◆ MATERIAL FOR THIS EXERCISE ◆
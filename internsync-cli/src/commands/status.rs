//! `internsync status`: configuration, recorded fingerprints and last run.

use std::path::Path;

use anyhow::{Context, Result};
use chrono::{DateTime, Utc};
use clap::Args;
use colored::Colorize;
use serde::Serialize;
use tabled::{settings::Style, Table, Tabled};

use internsync_core::{config, Config, InsertPolicy, SheetBackendKind};
use internsync_daemon::{read_last_run_at, RunRecord};
use internsync_sync::fingerprint::{self as fingerprint_store, FingerprintEntry};

/// Arguments for `internsync status`.
#[derive(Args, Debug)]
pub struct StatusArgs {
    /// Emit machine-readable JSON.
    #[arg(long)]
    pub json: bool,
}

impl StatusArgs {
    pub fn run(self) -> Result<()> {
        let home = super::home()?;
        let report = build_report(&home)?;
        if self.json {
            println!(
                "{}",
                serde_json::to_string_pretty(&report).context("failed to serialize status JSON")?
            );
            return Ok(());
        }
        print_report(&report);
        Ok(())
    }
}

#[derive(Debug, Serialize)]
struct StatusReport {
    config_path: String,
    config_exists: bool,
    source: String,
    sheet: String,
    insert_policy: &'static str,
    sources: Vec<SourceStatus>,
    last_run: Option<RunRecord>,
}

#[derive(Debug, Serialize)]
struct SourceStatus {
    source: String,
    fingerprint: String,
    recorded_at: DateTime<Utc>,
    added: usize,
    updated: usize,
}

#[derive(Tabled)]
struct SourceTableRow {
    #[tabled(rename = "source")]
    source: String,
    #[tabled(rename = "fingerprint")]
    fingerprint: String,
    #[tabled(rename = "last sync")]
    last_sync: String,
    #[tabled(rename = "added")]
    added: usize,
    #[tabled(rename = "updated")]
    updated: usize,
}

fn build_report(home: &Path) -> Result<StatusReport> {
    let config_path = config::config_path_at(home);
    let mut config = config::load_at(home)
        .with_context(|| format!("failed to load {}", config_path.display()))?;
    config.apply_env();

    let store = fingerprint_store::load_at(home).context("failed to load fingerprint store")?;
    let sources = store
        .sources
        .into_iter()
        .map(|(source, entry)| source_status(source, entry))
        .collect();
    let last_run = read_last_run_at(home).context("failed to read last run record")?;

    Ok(StatusReport {
        config_exists: config_path.exists(),
        config_path: config_path.display().to_string(),
        source: config.source.clone(),
        sheet: describe_sheet(&config),
        insert_policy: match config.insert_policy {
            InsertPolicy::Top => "top",
            InsertPolicy::Append => "append",
        },
        sources,
        last_run,
    })
}

fn source_status(source: String, entry: FingerprintEntry) -> SourceStatus {
    SourceStatus {
        source,
        fingerprint: entry.fingerprint,
        recorded_at: entry.recorded_at,
        added: entry.added,
        updated: entry.updated,
    }
}

fn describe_sheet(config: &Config) -> String {
    match config.sheet.backend {
        SheetBackendKind::Google => match config.sheet.spreadsheet_link.as_deref() {
            Some(link) => format!("google: {link} [{}]", config.sheet.worksheet),
            None => "google: (no spreadsheet link)".to_string(),
        },
        SheetBackendKind::File => match config.sheet.path.as_ref() {
            Some(path) => format!("file: {}", path.display()),
            None => "file: (no path)".to_string(),
        },
    }
}

fn print_report(report: &StatusReport) {
    println!("internsync v{}", env!("CARGO_PKG_VERSION"));
    let separator = "■".repeat(60).bright_black().to_string();
    println!("{separator}");

    let config_note = if report.config_exists {
        String::new()
    } else {
        format!(" {}", "(not found, using defaults)".yellow())
    };
    println!("config   {}{config_note}", report.config_path);
    println!("source   {}", report.source);
    println!("sheet    {}", report.sheet);
    println!("inserts  {}", report.insert_policy);
    println!("{separator}");

    if report.sources.is_empty() {
        println!("Never synced. Run 'internsync sync' to upload the README.");
    } else {
        let rows: Vec<SourceTableRow> = report
            .sources
            .iter()
            .map(|s| SourceTableRow {
                source: s.source.clone(),
                fingerprint: s.fingerprint.get(..12).unwrap_or(&s.fingerprint).to_string(),
                last_sync: format_age(s.recorded_at, Utc::now()),
                added: s.added,
                updated: s.updated,
            })
            .collect();
        let mut table = Table::new(rows);
        table.with(Style::rounded());
        println!("{table}");
    }

    if let Some(run) = report.last_run.as_ref() {
        println!("{separator}");
        let outcome = match run.outcome.as_str() {
            "failed" => run.outcome.red().bold(),
            "applied" => run.outcome.green().bold(),
            _ => run.outcome.normal(),
        };
        println!(
            "last scheduled run: {outcome} {} ({} ms)",
            format_age(run.started_at, Utc::now()),
            run.duration_ms
        );
        if let Some(error) = run.error.as_deref() {
            let hint = if run.retryable {
                "will retry"
            } else {
                "needs attention"
            };
            println!("  {error} ({hint})");
        }
    }
}

/// `"just now"`, `"5m ago"`, `"3h ago"`, `"2d ago"`.
fn format_age(at: DateTime<Utc>, now: DateTime<Utc>) -> String {
    let secs = (now - at).num_seconds().max(0);
    match secs {
        0..=59 => "just now".to_string(),
        60..=3599 => format!("{}m ago", secs / 60),
        3600..=86_399 => format!("{}h ago", secs / 3600),
        _ => format!("{}d ago", secs / 86_400),
    }
}

#[cfg(test)]
mod tests {
    use super::*;
    use chrono::Duration;

    #[test]
    fn ages_are_coarse() {
        let now = Utc::now();
        assert_eq!(format_age(now, now), "just now");
        assert_eq!(format_age(now - Duration::minutes(5), now), "5m ago");
        assert_eq!(format_age(now - Duration::hours(3), now), "3h ago");
        assert_eq!(format_age(now - Duration::days(2), now), "2d ago");
        assert_eq!(format_age(now + Duration::minutes(1), now), "just now");
    }

    #[test]
    fn sheet_description_names_backend() {
        let mut config = Config::default();
        assert_eq!(describe_sheet(&config), "google: (no spreadsheet link)");
        config.sheet.backend = SheetBackendKind::File;
        config.sheet.path = Some("/tmp/sheet.json".into());
        assert_eq!(describe_sheet(&config), "file: /tmp/sheet.json");
    }
}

◆ WORK TASK ◆
Once a line of the records is found to contain "RunRecord", copy it out.

◆ EXERCISE SOLUTION ◆
use internsync_daemon::{read_last_run_at, RunRecord};
    last_run: Option<RunRecord>,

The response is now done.